The material is a combination of silver, lead, antimony, and tellurium. And the thermoelectric equivalent of a football quarterback's rating - its "figure of merit," or ZT - appears to be the highest yet achieved for bulk materials at high temperatures. In other words, the material seems to be more efficient at converting heat into electricity than any other similar material.

Indeed, its rating appears achingly close to being competitive with current power-generation and cooling technologies, scientists believe.

This stems not just from the material's relatively high figure of merit, but also from the way the silver and antimony arrange themselves at such a minuscule scale, where sizes are measured in a few billionths of a meter.

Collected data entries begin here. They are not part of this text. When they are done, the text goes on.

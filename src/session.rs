//! Encounter session: owns the unit registry, the grid and the turn engine.
//!
//! The session is the single writer. Callers drive it from one fixed-rate
//! simulation tick; presentation code may read the grid and the turn
//! snapshot in between.
//!
//! ```
//! use grid_tactics::core::{EncounterConfig, GridPosition, UnitCombatState};
//! use grid_tactics::session::Session;
//!
//! let mut session = Session::new(EncounterConfig::new(42)).unwrap();
//! let hero = session.spawn_unit(UnitCombatState::new("hero", "Hero"), GridPosition::planar(1, 1)).unwrap();
//! let orc = session.spawn_unit(UnitCombatState::new("orc", "Orc"), GridPosition::planar(4, 1)).unwrap();
//!
//! session.start_combat(&[hero], &[orc]);
//! assert!(session.in_combat());
//! assert_eq!(session.turns().current_round(), 1);
//! ```

use crate::combat::{AttackContext, AttackOutcome, CombatResolver};
use crate::core::{
    EncounterConfig, GameRng, GridPosition, Result, TacticsError, UnitCombatState, UnitId, UnitRegistry,
};
use crate::grid::GridModel;
use crate::turn::{ActionKind, TurnEngine, TurnSnapshot, TurnStage};

/// One tactical encounter.
#[derive(Clone, Debug)]
pub struct Session {
    config: EncounterConfig,
    units: UnitRegistry,
    grid: GridModel,
    turns: TurnEngine,
    rng: GameRng,
}

impl Session {
    /// Build the grid and an idle turn engine from `config`.
    pub fn new(config: EncounterConfig) -> Result<Self> {
        let grid = GridModel::from_config(&config.grid)?;
        let turns = TurnEngine::new(config.seed);
        let rng = GameRng::new(config.seed).for_context("attack");

        tracing::info!(
            width = grid.width(),
            height = grid.height(),
            seed = config.seed,
            "session initialized"
        );

        Ok(Self {
            config,
            units: UnitRegistry::new(),
            grid,
            turns,
            rng,
        })
    }

    #[must_use]
    pub fn config(&self) -> &EncounterConfig {
        &self.config
    }

    #[must_use]
    pub fn units(&self) -> &UnitRegistry {
        &self.units
    }

    pub fn units_mut(&mut self) -> &mut UnitRegistry {
        &mut self.units
    }

    #[must_use]
    pub fn grid(&self) -> &GridModel {
        &self.grid
    }

    /// Mutable grid access for terrain edits (elevation, blocking).
    pub fn grid_mut(&mut self) -> &mut GridModel {
        &mut self.grid
    }

    #[must_use]
    pub fn turns(&self) -> &TurnEngine {
        &self.turns
    }

    // === Units ===

    /// Register a unit and place it on the grid.
    pub fn spawn_unit(&mut self, mut unit: UnitCombatState, pos: GridPosition) -> Result<UnitId> {
        let cell = self.grid.cell_at(pos).ok_or(TacticsError::InvalidPosition(pos))?;
        if cell.is_impassable() {
            return Err(TacticsError::CellBlocked(pos));
        }

        let placed = cell.position;
        unit.grid_position = placed;
        let name = unit.name.clone();
        let id = self.units.spawn(unit);
        self.grid.set_occupant(placed, id);

        tracing::debug!(unit = %name, %id, pos = %placed, "unit spawned");
        Ok(id)
    }

    /// Remove a unit from the grid and the registry.
    ///
    /// Its initiative entry, if any, is skipped from then on.
    pub fn despawn_unit(&mut self, id: UnitId) -> Option<UnitCombatState> {
        if let Some(pos) = self.grid.find_occupant(id) {
            self.grid.clear_occupant(pos);
        }
        let unit = self.units.despawn(id)?;
        tracing::debug!(unit = %unit.name, %id, "unit despawned");
        Some(unit)
    }

    /// Move a unit to another cell, updating occupancy.
    ///
    /// This is a placement, not a path: reachability and movement cost are
    /// the caller's business.
    pub fn move_unit(&mut self, id: UnitId, dest: GridPosition) -> Result<()> {
        let from = self
            .units
            .get(id)
            .map(|u| u.grid_position)
            .ok_or(TacticsError::UnknownUnit(id))?;
        let cell = self.grid.cell_at(dest).ok_or(TacticsError::InvalidPosition(dest))?;
        if cell.is_impassable() {
            return Err(TacticsError::CellBlocked(dest));
        }
        let to = cell.position;

        if self.grid.occupant(from) == Some(id) {
            self.grid.clear_occupant(from);
        }
        self.grid.set_occupant(to, id);
        if let Some(unit) = self.units.get_mut(id) {
            unit.grid_position = to;
        }

        tracing::debug!(%id, %from, %to, "unit moved");
        Ok(())
    }

    // === Combat ===

    pub fn start_combat(&mut self, players: &[UnitId], enemies: &[UnitId]) {
        self.turns.start_combat(&mut self.units, players, enemies);
    }

    pub fn end_combat(&mut self) {
        self.turns.end_combat();
    }

    #[must_use]
    pub fn in_combat(&self) -> bool {
        self.turns.is_combat_active()
    }

    /// Spend actions for the current unit. See [`TurnEngine::spend_actions`].
    pub fn spend_actions(&mut self, cost: u8, kind: ActionKind) -> bool {
        self.turns.spend_actions(&mut self.units, cost, kind)
    }

    /// Finish the current unit's turn and start the next one.
    pub fn end_turn(&mut self) {
        self.turns.start_next_turn(&mut self.units);
    }

    /// Spend the current unit's reaction.
    pub fn spend_reaction(&mut self) {
        self.turns.spend_reaction(&mut self.units);
    }

    /// Spend a specific unit's reaction outside its own turn.
    pub fn spend_reaction_for(&mut self, unit: UnitId) -> bool {
        self.turns.spend_reaction_for(&mut self.units, unit)
    }

    /// Have the current unit Strike `target` for one action.
    ///
    /// The penalty passed to the resolver is the one this attack takes,
    /// i.e. computed before the attack is counted.
    pub fn strike<R: CombatResolver>(&mut self, resolver: &mut R, target: UnitId, agile: bool) -> Result<AttackOutcome> {
        if !self.in_combat() {
            return Err(TacticsError::NotInCombat);
        }
        let attacker = self.turns.current_unit_id().ok_or(TacticsError::NotInCombat)?;
        let from = self
            .units
            .get(attacker)
            .map(|u| u.grid_position)
            .ok_or(TacticsError::UnknownUnit(attacker))?;
        let to = self
            .units
            .get(target)
            .map(|u| u.grid_position)
            .ok_or(TacticsError::UnknownUnit(target))?;

        if self.turns.turn_stage() == Some(TurnStage::Ended) {
            return Err(TacticsError::TurnEnded);
        }
        if !self.turns.can_spend_actions(1) {
            return Err(TacticsError::InsufficientActions {
                needed: 1,
                remaining: self.turns.actions_remaining(),
            });
        }

        let map = self.turns.map_for(agile);
        self.turns.spend_actions(&mut self.units, 1, ActionKind::Strike { agile });

        let ctx = AttackContext {
            attacker,
            target,
            map,
            actions_remaining: self.turns.actions_remaining(),
            distance: self.grid.distance(from, to),
            elevation_difference: self.grid.elevation_difference(from, to),
        };
        let outcome = resolver.resolve_strike(&ctx, &mut self.units, &mut self.rng);

        tracing::info!(%attacker, %target, map, ?outcome, "strike resolved");
        Ok(outcome)
    }

    /// Presentation view of the turn state.
    #[must_use]
    pub fn snapshot(&self) -> TurnSnapshot {
        self.turns.snapshot()
    }

    /// Fixed-rate simulation tick.
    ///
    /// Turn progression is driven by explicit commands; the tick currently
    /// only reports state while combat runs.
    pub fn update(&mut self, dt: f32) {
        if !self.in_combat() {
            return;
        }
        tracing::trace!(
            dt,
            round = self.turns.current_round(),
            turn = ?self.turns.current_turn_index(),
            actions = self.turns.actions_remaining(),
            "tick"
        );
    }
}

That's encouraging, says Arun Majumdar, a mechanical engineer at the University of California in Berkeley who specializes in energy conversion and transport at such small scales. Heating and cooling technologies using materials with a ZT of 3 or more begin to close the cost gap with conventional technologies, he points out. Until now, bulk materials reached ZTs in a range of only 0.6 to 1.0. Kanatzidis's team pushed their material to a ZT of 2.2.

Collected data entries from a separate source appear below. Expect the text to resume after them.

//! Encounter configuration.
//!
//! Sessions are configured at startup with an `EncounterConfig`: the grid
//! layout plus the RNG seed. Configs are built in code with the `with_*`
//! builders or read from TOML:
//!
//! ```
//! use grid_tactics::core::EncounterConfig;
//!
//! let config = EncounterConfig::from_toml_str(r#"
//!     seed = 7
//!
//!     [grid]
//!     width = 12
//!     height = 8
//! "#).unwrap();
//!
//! assert_eq!(config.grid.width, 12);
//! assert_eq!(config.grid.cell_size, 1.0);
//! ```

use serde::{Deserialize, Serialize};

use super::error::Result;

/// Grid layout and world-space scale.
#[derive(Clone, Debug, PartialEq, Serialize, Deserialize)]
#[serde(default)]
pub struct GridConfig {
    /// Number of cells along X.
    pub width: i32,

    /// Number of cells along Y.
    pub height: i32,

    /// World units per cell (1.0 = one 5 ft square).
    pub cell_size: f32,

    /// World units per elevation level.
    pub elevation_height: f32,
}

impl Default for GridConfig {
    fn default() -> Self {
        Self {
            width: 20,
            height: 20,
            cell_size: 1.0,
            elevation_height: 1.0,
        }
    }
}

impl GridConfig {
    /// Create a grid config with default scale.
    #[must_use]
    pub fn new(width: i32, height: i32) -> Self {
        Self {
            width,
            height,
            ..Self::default()
        }
    }

    /// Set the world size of one cell.
    #[must_use]
    pub fn with_cell_size(mut self, cell_size: f32) -> Self {
        self.cell_size = cell_size;
        self
    }

    /// Set the world height of one elevation level.
    #[must_use]
    pub fn with_elevation_height(mut self, elevation_height: f32) -> Self {
        self.elevation_height = elevation_height;
        self
    }
}

/// Complete encounter configuration.
#[derive(Clone, Debug, Default, PartialEq, Serialize, Deserialize)]
#[serde(default)]
pub struct EncounterConfig {
    /// Seed for initiative and any other rolls.
    pub seed: u64,

    /// Grid layout.
    pub grid: GridConfig,
}

impl EncounterConfig {
    /// Create a config with the default 20x20 grid.
    #[must_use]
    pub fn new(seed: u64) -> Self {
        Self {
            seed,
            grid: GridConfig::default(),
        }
    }

    /// Set the grid layout.
    #[must_use]
    pub fn with_grid(mut self, grid: GridConfig) -> Self {
        self.grid = grid;
        self
    }

    /// Parse a config from TOML. Missing fields take their defaults.
    pub fn from_toml_str(source: &str) -> Result<Self> {
        Ok(toml::from_str(source)?)
    }
}
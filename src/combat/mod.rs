//! Seam for combat resolution.
//!
//! The engine decides *whether* a unit may attack and at what penalty; a
//! `CombatResolver` decides what happens. No concrete resolver ships with
//! the core.

pub mod resolver;
pub mod damage;

pub use resolver::{degree_of_success, AttackContext, AttackOutcome, CombatResolver};
pub use damage::DamageDice;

For all the high-tech approaches to forming the new materials, the principle behind what they do is simple, researchers say. Join a pair of wires made from different materials, apply an electric current, and one of the two wires will heat, while the other cools.

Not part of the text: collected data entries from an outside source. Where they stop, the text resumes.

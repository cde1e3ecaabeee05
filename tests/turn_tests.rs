//! Turn engine integration tests.
//!
//! Drives whole encounters through `TurnEngine` with a real registry:
//! initiative ordering, round wrapping, the action economy, MAP,
//! reactions and end-of-turn effects.

use grid_tactics::core::{Ability, TacticsError, UnitCombatState, UnitId, UnitRegistry};
use grid_tactics::turn::{multiple_attack_penalty, ActionKind, TurnEngine, ACTIONS_PER_TURN};
use proptest::prelude::*;

fn roster(units: &mut UnitRegistry, prefix: &str, n: usize) -> Vec<UnitId> {
    (0..n)
        .map(|i| units.spawn(UnitCombatState::new(format!("{prefix}{i}"), format!("{prefix} {i}"))))
        .collect()
}

fn encounter(seed: u64, players: usize, enemies: usize) -> (TurnEngine, UnitRegistry, Vec<UnitId>, Vec<UnitId>) {
    let mut units = UnitRegistry::new();
    let p = roster(&mut units, "player", players);
    let e = roster(&mut units, "enemy", enemies);
    let mut engine = TurnEngine::new(seed);
    engine.start_combat(&mut units, &p, &e);
    (engine, units, p, e)
}

// =============================================================================
// Combat lifecycle
// =============================================================================

#[test]
fn test_start_combat_begins_round_one() {
    let (engine, units, _, _) = encounter(1, 2, 2);

    assert!(engine.is_combat_active());
    assert_eq!(engine.current_round(), 1);
    assert_eq!(engine.current_turn_index(), Some(0));
    assert_eq!(engine.initiative_count(), 4);
    assert_eq!(engine.actions_remaining(), ACTIONS_PER_TURN);

    let first = engine.current_unit(&units).unwrap();
    assert_eq!(first.actions_remaining, ACTIONS_PER_TURN);
    assert!(first.has_reaction);
}

#[test]
fn test_end_combat_goes_idle() {
    let (mut engine, _, _, _) = encounter(2, 1, 3);
    engine.end_combat();

    assert!(!engine.is_combat_active());
    assert_eq!(engine.initiative_count(), 0);
    assert_eq!(engine.current_round(), 0);
    assert_eq!(engine.current_turn_index(), None);
    assert_eq!(engine.actions_remaining(), 0);

    // Idempotent.
    engine.end_combat();
    assert!(!engine.is_combat_active());
}

#[test]
fn test_same_seed_same_order() {
    let (a, _, _, _) = encounter(99, 3, 3);
    let (b, _, _, _) = encounter(99, 3, 3);
    let initiatives = |e: &TurnEngine| e.initiative_order().iter().map(|x| x.initiative).collect::<Vec<_>>();
    assert_eq!(initiatives(&a), initiatives(&b));
}

#[test]
fn test_wisdom_feeds_initiative() {
    let mut units = UnitRegistry::new();
    let sage = units.spawn(UnitCombatState::new("sage", "Sage").with_ability(Ability::Wisdom, 30));
    let mut engine = TurnEngine::new(5);
    engine.start_combat(&mut units, &[sage], &[]);

    let rolled = units.get(sage).unwrap().initiative;
    assert!((11..=30).contains(&rolled), "d20 + 10 gave {rolled}");
    assert_eq!(engine.initiative_entry(0).unwrap().initiative, rolled);
}

#[test]
fn test_no_living_units_is_inert() {
    let mut units = UnitRegistry::new();
    let dead = units.spawn(UnitCombatState::new("ghost", "Ghost").with_current_hp(0));
    let mut engine = TurnEngine::new(3);
    engine.start_combat(&mut units, &[dead], &[]);

    assert!(engine.is_combat_active());
    assert_eq!(engine.initiative_count(), 0);

    engine.start_next_turn(&mut units);
    assert_eq!(engine.current_round(), 1);
    assert_eq!(engine.current_turn_index(), None);
    assert!(!engine.spend_actions(&mut units, 1, ActionKind::Other));
}

// =============================================================================
// Turn and round progression
// =============================================================================

#[test]
fn test_full_lap_advances_round_once() {
    let (mut engine, mut units, _, _) = encounter(11, 2, 3);
    let n = engine.initiative_count();

    for _ in 0..n {
        engine.start_next_turn(&mut units);
    }

    assert_eq!(engine.current_round(), 2);
    assert_eq!(engine.current_turn_index(), Some(0));
}

#[test]
fn test_new_turn_refreshes_unit() {
    let (mut engine, mut units, _, _) = encounter(4, 1, 1);
    let first = engine.current_unit_id().unwrap();

    assert!(engine.spend_actions(&mut units, 2, ActionKind::STRIKE));
    engine.spend_reaction(&mut units);
    assert_eq!(units.get(first).unwrap().actions_remaining, 1);
    assert!(!units.get(first).unwrap().has_reaction);

    // Around the table and back.
    engine.start_next_turn(&mut units);
    engine.start_next_turn(&mut units);

    assert_eq!(engine.current_unit_id(), Some(first));
    let unit = units.get(first).unwrap();
    assert_eq!(unit.actions_remaining, ACTIONS_PER_TURN);
    assert!(unit.has_reaction);
    assert_eq!(unit.current_map, 0);
}

#[test]
fn test_despawned_units_are_skipped() {
    let (mut engine, mut units, _, _) = encounter(8, 2, 2);
    let second = engine.initiative_entry(1).unwrap().unit;
    let third = engine.initiative_entry(2).unwrap().unit;
    units.despawn(second);

    engine.start_next_turn(&mut units);
    assert_eq!(engine.current_unit_id(), Some(third));
    assert_eq!(engine.current_turn_index(), Some(2));
}

#[test]
fn test_end_of_turn_hook_runs_once_per_turn() {
    let mut units = UnitRegistry::new();
    let burning = units.spawn(UnitCombatState::new("b", "Burning").with_max_hp(10));

    let hook = |_id: UnitId, unit: &mut UnitCombatState| unit.take_damage(1);
    let mut engine = TurnEngine::with_hook(6, hook);
    engine.start_combat(&mut units, &[burning], &[]);

    engine.end_current_turn(&mut units);
    engine.end_current_turn(&mut units);
    assert_eq!(units.get(burning).unwrap().current_hp, 9);

    engine.start_next_turn(&mut units);
    engine.start_next_turn(&mut units);
    assert_eq!(units.get(burning).unwrap().current_hp, 8);
    assert_eq!(engine.current_round(), 3);
}

// =============================================================================
// Action economy and MAP
// =============================================================================

#[test]
fn test_overspending_is_a_no_op() {
    let (mut engine, mut units, _, _) = encounter(12, 1, 1);

    assert!(!engine.spend_actions(&mut units, 4, ActionKind::Other));
    assert_eq!(engine.actions_remaining(), 3);
    assert_eq!(engine.attacks_this_turn(), 0);
}

#[test]
fn test_map_table() {
    assert_eq!(multiple_attack_penalty(0, false), 0);
    assert_eq!(multiple_attack_penalty(1, false), -5);
    assert_eq!(multiple_attack_penalty(2, false), -10);
    assert_eq!(multiple_attack_penalty(5, false), -10);
    assert_eq!(multiple_attack_penalty(0, true), 0);
    assert_eq!(multiple_attack_penalty(1, true), -4);
    assert_eq!(multiple_attack_penalty(2, true), -8);
}

#[test]
fn test_map_escalates_with_attacks_only() {
    let (mut engine, mut units, _, _) = encounter(13, 1, 1);

    assert!(engine.spend_actions(&mut units, 1, ActionKind::Stride));
    assert_eq!(engine.current_map(), 0);

    assert!(engine.spend_actions(&mut units, 1, ActionKind::Strike { agile: true }));
    assert_eq!(engine.current_map(), -4);
    assert_eq!(engine.map_for(false), -5);

    assert!(engine.spend_actions(&mut units, 1, ActionKind::SpellAttack));
    assert_eq!(engine.attacks_this_turn(), 2);
    assert_eq!(engine.actions_remaining(), 0);
    assert!(!engine.can_spend_actions(1));

    let unit = engine.current_unit(&units).unwrap();
    assert_eq!(unit.actions_remaining, 0);
    assert_eq!(unit.current_map, engine.current_map());
}

#[test]
fn test_spell_save_does_not_count() {
    let (mut engine, mut units, _, _) = encounter(14, 1, 0);
    assert!(engine.spend_actions(&mut units, 2, ActionKind::SpellSave));
    assert_eq!(engine.attacks_this_turn(), 0);
    assert_eq!(engine.current_map(), 0);
}

// =============================================================================
// Reactions and delay
// =============================================================================

#[test]
fn test_reaction_spent_out_of_turn() {
    let (mut engine, mut units, p, e) = encounter(15, 1, 1);
    let waiting = if engine.current_unit_id() == Some(p[0]) { e[0] } else { p[0] };

    assert!(engine.has_reaction_for(&units, waiting));
    assert!(engine.spend_reaction_for(&mut units, waiting));
    assert!(!engine.spend_reaction_for(&mut units, waiting));

    engine.start_next_turn(&mut units);
    assert_eq!(engine.current_unit_id(), Some(waiting));
    assert!(engine.has_reaction(&units));
}

#[test]
fn test_delay_is_unsupported() {
    let (mut engine, _, _, _) = encounter(16, 1, 1);
    assert!(matches!(engine.delay_turn(), Err(TacticsError::Unsupported(_))));
    assert!(matches!(engine.insert_delayed_unit(0), Err(TacticsError::Unsupported(_))));
    assert_eq!(engine.current_turn_index(), Some(0));
}

#[test]
fn test_snapshot_serializes() {
    let (engine, _, _, _) = encounter(17, 2, 1);
    let snapshot = engine.snapshot();
    assert_eq!(snapshot.order.len(), 3);
    assert_eq!(snapshot.round, 1);

    let json = serde_json::to_string(&snapshot).unwrap();
    let back: grid_tactics::turn::TurnSnapshot = serde_json::from_str(&json).unwrap();
    assert_eq!(back, snapshot);
}

// =============================================================================
// Properties
// =============================================================================

proptest! {
    #[test]
    fn prop_initiative_order_well_formed(
        seed in any::<u64>(),
        players in prop::collection::vec(any::<bool>(), 0..6),
        enemies in prop::collection::vec(any::<bool>(), 0..6),
    ) {
        let mut units = UnitRegistry::new();
        let mut spawn = |alive: bool| {
            let hp = if alive { 10 } else { 0 };
            units.spawn(UnitCombatState::new("u", "Unit").with_current_hp(hp))
        };
        let p: Vec<_> = players.iter().map(|&alive| spawn(alive)).collect();
        let e: Vec<_> = enemies.iter().map(|&alive| spawn(alive)).collect();

        let mut engine = TurnEngine::new(seed);
        engine.start_combat(&mut units, &p, &e);

        let alive = players.iter().chain(&enemies).filter(|&&a| a).count();
        let order = engine.initiative_order();
        prop_assert_eq!(order.len(), alive);

        for pair in order.windows(2) {
            prop_assert!(pair[0].initiative >= pair[1].initiative);
            if pair[0].initiative == pair[1].initiative {
                prop_assert!(pair[0].is_player_unit || !pair[1].is_player_unit);
            }
        }
    }
}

If the two wires are joined at each end to form a closed loop, and one joint is subjected to a higher or lower temperature than the other, a current will flow through the loop. These traits were first discovered in the early 1800s, Kanatzidis says. The discovery remained a curiosity until the 1940s and '50s, when semiconductors were developed. Semiconductors could be fabricated to display the same thermoelectric traits as traditional conductors.

Indeed, researchers initially envisioned using semiconductors for large-scale thermoelectric cooling and power generation. Products using these approaches have found specialized niches, such as powering spacecraft instruments or ground equipment in remote locations.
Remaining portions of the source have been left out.